At seventeen, the thought of you dying, let alone knowing the final words we would exchange, hadn't crossed my mind. You could never die. Well, that's what my subconscious thought at the time.

 

Lying on your side in hospital, eyes closed and heavily drugged, "Is that you, Niv? Yes. It's me!"


Those aren't the words I would choose had we that time again. I'd prepare something far more appropriate for your departure. I'd be sitting by your bed, torn between the thoughts of your upcoming heavenly life with Christ and what life would be like without your daily presence, as ill as you were.


We would exchange hugs and hold hands, and you'd pass on that last sentence of wisdom to me just before your spirit left. It would be the closing line of your life. The one to set me up for my future—the experience-based insight of a good, good father, so I would never again make fundamental mistakes.


But that special moment I've seen in so many movies didn't come with your passing. I didn't get the chance and felt so robbed by its abruptness.


Dad, I'm sitting here on my green camping chair, one of two, and imagining you on the other while Heather shops. I am 68 now, and although three years older than you when you died, making you the younger one, I would still call you Dad.


We would catch up on the chats we never got to have. I would burrow into your mind with endless, endless, endless questions about everything—those things you can only learn from Dad. I'm better behaved now, which would help our conversation. 


I had to discover the answers to life's accumulation of queries myself. But in defiance of my serious blunders, it made me persistently inquisitive about many things. 


I got mixed up when I was young, even while you were still here. Looking back, I think I needed you to take me fishing where we could talk, and you could pass on the fatherly snippets that would bring us closer and make me wiser. It wouldn't have needed to be fishing, but you know what I mean. However, I was busy in the shop with Mum, and you were barely alive, and that was the journey travelled.


Ironically, I could probably help with your illnesses now. Obviously, it's too late, but I have researched them and could guide you on a different path that would have kept you here longer. I know you wanted that.  


I recently worked out that you were only seven when your father enlisted in the army to fight overseas and eleven when he returned a traumatised, broken man. Then he died when you were twenty-one. So I guess you missed out on Dad years as well. 

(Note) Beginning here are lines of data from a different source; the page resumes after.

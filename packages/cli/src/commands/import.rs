use anyhow::Result;
use clap::Args;
use std::path::PathBuf;
use vectorforge_render::import_tree;

use super::{emit, read_markup};
use crate::config::Config;

#[derive(Debug, Args)]
pub struct ImportArgs {
    /// Markup file to read layers from
    pub input: PathBuf,

    /// Write the layers JSON here instead of stdout
    #[arg(short, long)]
    pub output: Option<PathBuf>,
}

pub fn import(args: ImportArgs, cwd: &str) -> Result<()> {
    let config = Config::load(cwd)?;
    let (_, tree) = read_markup(&args.input)?;

    let layers = import_tree(&tree, &config.reconcile_options());
    let json = serde_json::to_string_pretty(&layers)?;

    emit(args.output.as_deref(), &json)
}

Thank you for leaving me such a wise Elder with immense long-suffering and patience. I needed precisely that, and I love him dearly. 


I am so grateful for the time we did have and the writings you left, enabling me to glimpse your life in seeking God's precious heart. I am trying to do the same, working to keep the internal fire blazing with the flames of zeal. But as you wrote, life flies past rapidly, often leaving us less time than we need to enter those great and effectual portals of understanding.  


Thanks for your time today in this one-way dialogue. Life is now very good to us and loaded with experiences, but I wish you were here in person. 


Your Son

Niv


PRAYER

Dear Lord, thank you for the many blessings I have enjoyed. Some memories are wonderful, even though they hurt.